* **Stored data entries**
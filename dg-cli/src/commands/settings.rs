//! Settings commands - door behaviour and camera performance.

use clap::Subcommand;
use console::style;

use dg_api::{DoorConfig, PerformanceSettings};
use dg_core::config::ConfigHandle;
use dg_core::error::{DgError, DgResult};

use crate::OutputFormat;

#[derive(Subcommand)]
pub enum SettingsAction {
    /// Change lock behaviour. Omitted options keep their current value.
    Door {
        /// Unlock automatically on an authorized recognition.
        #[arg(long)]
        auto_unlock: Option<bool>,
        /// Minimum confidence for an automatic unlock (0.0 to 1.0).
        #[arg(long)]
        confidence: Option<f64>,
        /// Seconds the door stays unlocked.
        #[arg(long)]
        duration: Option<u64>,
    },
    /// Tune the camera pipeline. Omitted options keep their current value.
    Performance {
        /// Target camera frame rate.
        #[arg(long)]
        fps: Option<f64>,
        /// Run recognition on every Nth frame.
        #[arg(long)]
        interval: Option<u32>,
        /// JPEG quality of streamed frames (1 to 100).
        #[arg(long, value_parser = clap::value_parser!(u8).range(1..=100))]
        quality: Option<u8>,
        /// Maximum width of streamed frames, in pixels.
        #[arg(long)]
        max_width: Option<u32>,
        /// Let the device lower quality under load.
        #[arg(long)]
        adaptive: Option<bool>,
    },
}

pub async fn run(config: ConfigHandle, action: SettingsAction, format: OutputFormat) -> DgResult<()> {
    match action {
        SettingsAction::Door { auto_unlock, confidence, duration } => {
            if let Some(c) = confidence {
                if !(0.0..=1.0).contains(&c) {
                    return Err(DgError::Config(format!("confidence {c} is outside 0.0..=1.0")));
                }
            }
            let door = DoorConfig {
                auto_unlock,
                unlock_confidence: confidence,
                lock_duration: duration,
            };
            if door.is_empty() {
                return Err(DgError::Config("nothing to change".into()));
            }

            let client = super::connect_client(&config).await?;
            let result = client.update_door_config(&door).await;
            client.disconnect();
            let ack = result?;

            match format {
                OutputFormat::Json => super::print_json(&serde_json::to_value(&door)?),
                OutputFormat::Text => println!(
                    "{} {}",
                    style("OK").green().bold(),
                    ack.message.as_deref().unwrap_or("Door configuration updated.")
                ),
            }
        }
        SettingsAction::Performance { fps, interval, quality, max_width, adaptive } => {
            if let Some(f) = fps {
                if !(f > 0.0 && f.is_finite()) {
                    return Err(DgError::Config(format!("frame rate {f} must be positive")));
                }
            }
            let settings = PerformanceSettings {
                target_fps: fps,
                recognition_interval: interval,
                jpeg_quality: quality,
                max_width,
                adaptive_quality: adaptive,
            };
            if settings.is_empty() {
                return Err(DgError::Config("nothing to change".into()));
            }

            let client = super::connect_client(&config).await?;
            let result = client.update_performance_settings(&settings).await;
            client.disconnect();
            let applied = result?.settings.unwrap_or(settings);

            match format {
                OutputFormat::Json => super::print_json(&serde_json::to_value(&applied)?),
                OutputFormat::Text => {
                    println!("{} Performance settings applied.", style("OK").green().bold());
                    if let Some(v) = applied.target_fps {
                        println!("  Frame rate:      {v} fps");
                    }
                    if let Some(v) = applied.recognition_interval {
                        println!("  Recognition:     every {v} frame(s)");
                    }
                    if let Some(v) = applied.jpeg_quality {
                        println!("  JPEG quality:    {v}");
                    }
                    if let Some(v) = applied.max_width {
                        println!("  Max width:       {v}px");
                    }
                    if let Some(v) = applied.adaptive_quality {
                        println!("  Adaptive:        {v}");
                    }
                }
            }
        }
    }
    Ok(())
}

* **Problem description**
Check each line of the records for the word "PerformanceSettings", then state how many lines have it, as a number only.

* **Your response**
2